EXERCISE PROMPT = Copy each line below that contains "join".
:: SUPPLIED DATA ::
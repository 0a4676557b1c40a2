use std::fs;
use std::io::{self, Write};
use std::path::Path;

/// Escribe `contents` en un fichero temporal hermano y lo renombra encima de
/// `path`, de modo que un lector nunca ve el fichero a medias.
///
/// Crea el directorio padre si aún no existe.
pub fn atomic_write(path: &Path, contents: &[u8]) -> io::Result<()> {
  if let Some(parent) = path.parent().filter(|p| !p.as_os_str().is_empty()) {
    fs::create_dir_all(parent)?;
  }

  let tmp_path = path.with_extension("tmp");

  {
    let mut tmp_file = fs::File::create(&tmp_path)?;
    tmp_file.write_all(contents)?;
    tmp_file.sync_all()?;
  }

  fs::rename(&tmp_path, path)
}

pub fn atomic_write_str(path: &Path, contents: &str) -> io::Result<()> {
  atomic_write(path, contents.as_bytes())
}

#[cfg(test)]
mod tests {
  use super::*;
  use tempfile::tempdir;

  #[test]
  fn replaces_existing_file_and_leaves_no_tmp() {
    let dir = tempdir().unwrap();
    let path = dir.path().join("platter.toml");
    fs::write(&path, "old").unwrap();

    atomic_write_str(&path, "[decoder]\n").unwrap();

    assert_eq!(fs::read_to_string(&path).unwrap(), "[decoder]\n");
    assert!(!path.with_extension("tmp").exists());
  }

  #[test]
  fn creates_missing_parent() {
    let dir = tempdir().unwrap();
    let path = dir.path().join("nested").join("out.json");

    atomic_write(&path, b"[]").unwrap();
    assert_eq!(fs::read(&path).unwrap(), b"[]");
  }
}
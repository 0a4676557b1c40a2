use directories::ProjectDirs;
use std::path::{Path, PathBuf};
use thiserror::Error;

/// Variable de entorno que fija un directorio base portable.
pub const BASE_DIR_ENV: &str = "PLATTER_BASE_DIR";

#[derive(Debug, Error)]
pub enum ConfigError {
  #[error("io error: {0}")]
  Io(#[from] std::io::Error),
  #[error("toml error: {0}")]
  Toml(#[from] toml::de::Error),
  #[error("directories error: could not determine home directory")]
  Directories,
  #[error("section [{0}] not found")]
  MissingSection(String),
  #[error("other: {0}")]
  Other(String),
}

#[derive(Debug, Clone, PartialEq, Eq)]
pub struct PlatterPaths {
  pub base_dir: PathBuf,
  pub config_dir: PathBuf,
  pub data_dir: PathBuf,
  pub cache_dir: PathBuf,
}

impl PlatterPaths {
  /// Resuelve las rutas del usuario, salvo que `PLATTER_BASE_DIR` indique
  /// una instalación portable.
  pub fn new() -> Result<Self, ConfigError> {
    if let Ok(base) = std::env::var(BASE_DIR_ENV) {
      return Self::at(Path::new(&base));
    }

    let proj_dirs = ProjectDirs::from("org", "platter", "platter").ok_or(ConfigError::Directories)?;
    let paths = Self {
      base_dir: proj_dirs.config_dir().to_path_buf(),
      config_dir: proj_dirs.config_dir().to_path_buf(),
      data_dir: proj_dirs.data_dir().to_path_buf(),
      cache_dir: proj_dirs.cache_dir().to_path_buf(),
    };
    paths.create_dirs()?;
    Ok(paths)
  }

  /// Todas las rutas bajo un mismo directorio base.
  pub fn at(base: &Path) -> Result<Self, ConfigError> {
    let paths = Self {
      base_dir: base.to_path_buf(),
      config_dir: base.join("config"),
      data_dir: base.join("data"),
      cache_dir: base.join("cache"),
    };
    paths.create_dirs()?;
    Ok(paths)
  }

  fn create_dirs(&self) -> Result<(), ConfigError> {
    std::fs::create_dir_all(&self.config_dir)?;
    std::fs::create_dir_all(&self.data_dir)?;
    std::fs::create_dir_all(&self.cache_dir)?;
    Ok(())
  }

  pub fn config_file(&self) -> PathBuf {
    self.config_dir.join("platter.toml")
  }
}

#[cfg(test)]
mod tests {
  use super::*;
  use tempfile::tempdir;

  struct EnvVarGuard {
    key: String,
    original: Option<String>,
  }

  impl EnvVarGuard {
    fn new(key: &str, value: &str) -> Self {
      let original = std::env::var(key).ok();
      unsafe { std::env::set_var(key, value) };
      EnvVarGuard { key: key.to_owned(), original }
    }
  }

  impl Drop for EnvVarGuard {
    fn drop(&mut self) {
      match &self.original {
        Some(val) => unsafe { std::env::set_var(&self.key, val) },
        None => unsafe { std::env::remove_var(&self.key) },
      }
    }
  }

  #[test]
  fn base_dir_override_from_env() {
    let tmp = tempdir().unwrap();
    let _env = EnvVarGuard::new(BASE_DIR_ENV, tmp.path().to_str().unwrap());

    let paths = PlatterPaths::new().unwrap();

    assert_eq!(paths, PlatterPaths::at(tmp.path()).unwrap());
    assert_eq!(paths.config_file(), tmp.path().join("config").join("platter.toml"));
    assert!(paths.config_dir.exists());
    assert!(paths.data_dir.exists());
    assert!(paths.cache_dir.exists());
  }
}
:::
SOLVED PROBLEM =
    let path = dir.path().join("platter.toml");
    let path = dir.path().join("nested").join("out.json");
      config_dir: base.join("config"),
      data_dir: base.join("data"),
      cache_dir: base.join("cache"),
    self.config_dir.join("platter.toml")
    assert_eq!(paths.config_file(), tmp.path().join("config").join("platter.toml"));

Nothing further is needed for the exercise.